Orrin G. Hatch, the longest serving Republican senator and longest serving Utah senator, passed away on April 23, 2022, in Salt Lake City, Utah. He was 88 years old. He served six terms in the United States Senate and chaired the Senate Judiciary Committee for a total of eight years.
Senator Hatch was born in Pennsylvania to Jesse Hatch and Helen Kamm, both of whom grew up in Utah. His grandfather was John Kamm, a fabled man of the Old West. Orrin Hatch was a bishop of the Church of Latter Day Saints and a staunch supporter of religious freedom.
Senator Orrin Hatch was an original. Although he was a rock-solid conservative, he reached across the aisle to work on legislation with Democratic leaders. One of his best friends was liberal icon Senator Edward Kennedy. A talented musician and songwriter, Senator Hatch appeared in cameo roles in several movies. He generally supported good ties with China and favored renewing China’s trade status in the United States and admitting the country into the World Trade Organization.
Senator Hatch was a friend, strong supporter of my work, and a relative who wrote 11 letters to senior Chinese and American officials, including President Bill Clinton, urging cooperation with my work on Chinese political and religious prisoners. He welcomed me to his office on every trip I made to Washington, including one I made with my oldest son Jack in the summer of 2000. In December 2018, weeks before he stepped down as a senator, Senator Hatch nominated me for the Nobel Peace Prize.
Trip to China
I met Orrin Hatch and his wife Elaine in Beijing in October 1997, shortly before Chinese President Jiang Zemin made his final state visit to the United States. The trip had been arranged by an American foundation specializing in making grants to support work on international relations. Upon seeing me for the first time, Senator Hatch remarked to his wife that I resembled his grandfather. I gave Senator Hatch a prisoner list with 37 names from 20 provinces, and he in turn handed the list to Minister Xiao Yang, then Minister of Justice and President Jiang Zemin. For more details on Senator Hatch’s visit to China, see “Cousin Orrin.”
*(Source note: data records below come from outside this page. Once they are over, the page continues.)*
//! Shared helpers for bus integration tests over the in-memory broker.

#![allow(dead_code)]

use std::time::Duration;

use courier_bus::broker::{InMemoryBroker, MessageBroker, MessageProperties};
use courier_bus::config::BusConfig;
use courier_bus::dispatch::HandlerRegistry;
use courier_bus::{ApplicationMessage, MessageBus, Resolution};
use tokio::sync::{broadcast, mpsc};

pub const APP_NAME: &str = "shop";
pub const SERVICE_NAME: &str = "orders";

pub fn test_config(retry_delay_seconds: u64) -> BusConfig {
    BusConfig::builder()
        .app_name(APP_NAME)
        .service_name(SERVICE_NAME)
        .retry_delay_seconds(retry_delay_seconds)
        .build()
        .expect("valid test config")
}

pub struct TestBus {
    pub memory: InMemoryBroker,
    pub bus: MessageBus,
    pub resolutions: broadcast::Receiver<Resolution>,
}

/// Build and start a bus over a fresh in-memory broker
pub async fn start_bus(registry: HandlerRegistry, retry_delay_seconds: u64) -> TestBus {
    let memory = InMemoryBroker::new();
    let bus = MessageBus::with_broker(test_config(retry_delay_seconds), registry, memory.clone());
    let resolutions = bus.resolutions();
    bus.start().await.expect("bus starts");
    TestBus {
        memory,
        bus,
        resolutions,
    }
}

/// Registry whose handler forwards every message on `topic` to the returned receiver
pub fn recording_registry(
    topic: &str,
) -> (HandlerRegistry, mpsc::UnboundedReceiver<ApplicationMessage>) {
    let (tx, rx) = mpsc::unbounded_channel();
    let mut registry = HandlerRegistry::new();
    registry
        .on(topic, move |message, _outcomes| {
            let tx = tx.clone();
            async move {
                let _ = tx.send(message);
            }
        })
        .expect("register handler");
    (registry, rx)
}

/// Publish straight onto the main bus with arbitrary properties
pub async fn publish_raw(memory: &InMemoryBroker, topic: &str, properties: MessageProperties) {
    memory
        .publish("main_bus", topic, b"{}", properties)
        .await
        .expect("raw publish");
}

pub fn properties(app_id: Option<&str>, message_id: Option<&str>) -> MessageProperties {
    MessageProperties {
        app_id: app_id.map(str::to_string),
        message_id: message_id.map(str::to_string),
        ..Default::default()
    }
}

pub async fn next_resolution(rx: &mut broadcast::Receiver<Resolution>) -> Resolution {
    tokio::time::timeout(Duration::from_secs(60), rx.recv())
        .await
        .expect("resolution within timeout")
        .expect("resolution channel open")
}

pub async fn next_message(rx: &mut mpsc::UnboundedReceiver<ApplicationMessage>) -> ApplicationMessage {
    tokio::time::timeout(Duration::from_secs(10), rx.recv())
        .await
        .expect("message within timeout")
        .expect("handler channel open")
}

/// Poll until `condition` holds or fail after a few seconds
pub async fn wait_until<F: Fn() -> bool>(condition: F, what: &str) {
    for _ in 0..500 {
        if condition() {
            return;
        }
        tokio::time::sleep(Duration::from_millis(10)).await;
    }
    panic!("timed out waiting for {what}");
}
Not long after Senator Hatch gave the list to Minister Xiao Yang, several of the prisoners whose names were on the list were released from prison, some with months and years of time left to serve. Clemency began within weeks of Minister Xiao’s accepting the letter. Eventually as many as one-third of the prisoners on the Hatch List were granted commutations, sentence reductions leading to release, and medical parole. Those who benefited included long-serving counterrevolutionaries, June 4 prisoners, and the Tibetan ethnomusicologist Ngawang Choephel.
Letters to Chinese and American Leaders
In early 1998, Senator Hatch began writing letters to senior Chinese and American officials including Minister Xiao Yang, his successor Gao Changli, and President Bill Clinton.
On February 25, 1998, the senator wrote to Minister of Justice Xiao Yang to thank him for recently providing me with information on prisoners. He stressed that the prisoner information project between me and the ministry was heralded as one of the accomplishments of the previous autumn’s Jiang-Clinton summit.
On May 22, 1998, Senator Hatch wrote to Xiao Yang’s successor as Minister of Justice, Gao Changli, reminding the minister that he had had several positive exchanges with his predecessor regarding John Kamm’s prisoner information project. “I hope that we can continue to discuss this valuable project which has garnered the attention of many leaders and citizens in this country.”
In a letter sent to President Bill Clinton on September 28, 1998, Senator Hatch advised the president that he had taken a strong personal interest in my work and asked him to raise the recent lack of progress on the project with visiting Chinese Foreign Minister Tang Jiaxuan.
On October 28, 1998, President Clinton responded. “We are in complete agreement about the importance of promoting Mr. Kamm’s project.” He went on: “In her meeting with Foreign Minister Tang, Secretary Albright urged the Chinese to resume cooperation with Mr. Kamm. In my meeting with Tang, I urged release of prisoners detained under laws that have been repealed, a reference to the Law on Counterrevolution that is no longer on the books. Mr. Kamm has been very active raising Chinese consciousness on this issue.”
Senator Hatch’s interest in my work had a direct impact on my work to free Chinese prisoners. For this, and for many other kindnesses, I will always be grateful to my “Cousin Orrin.”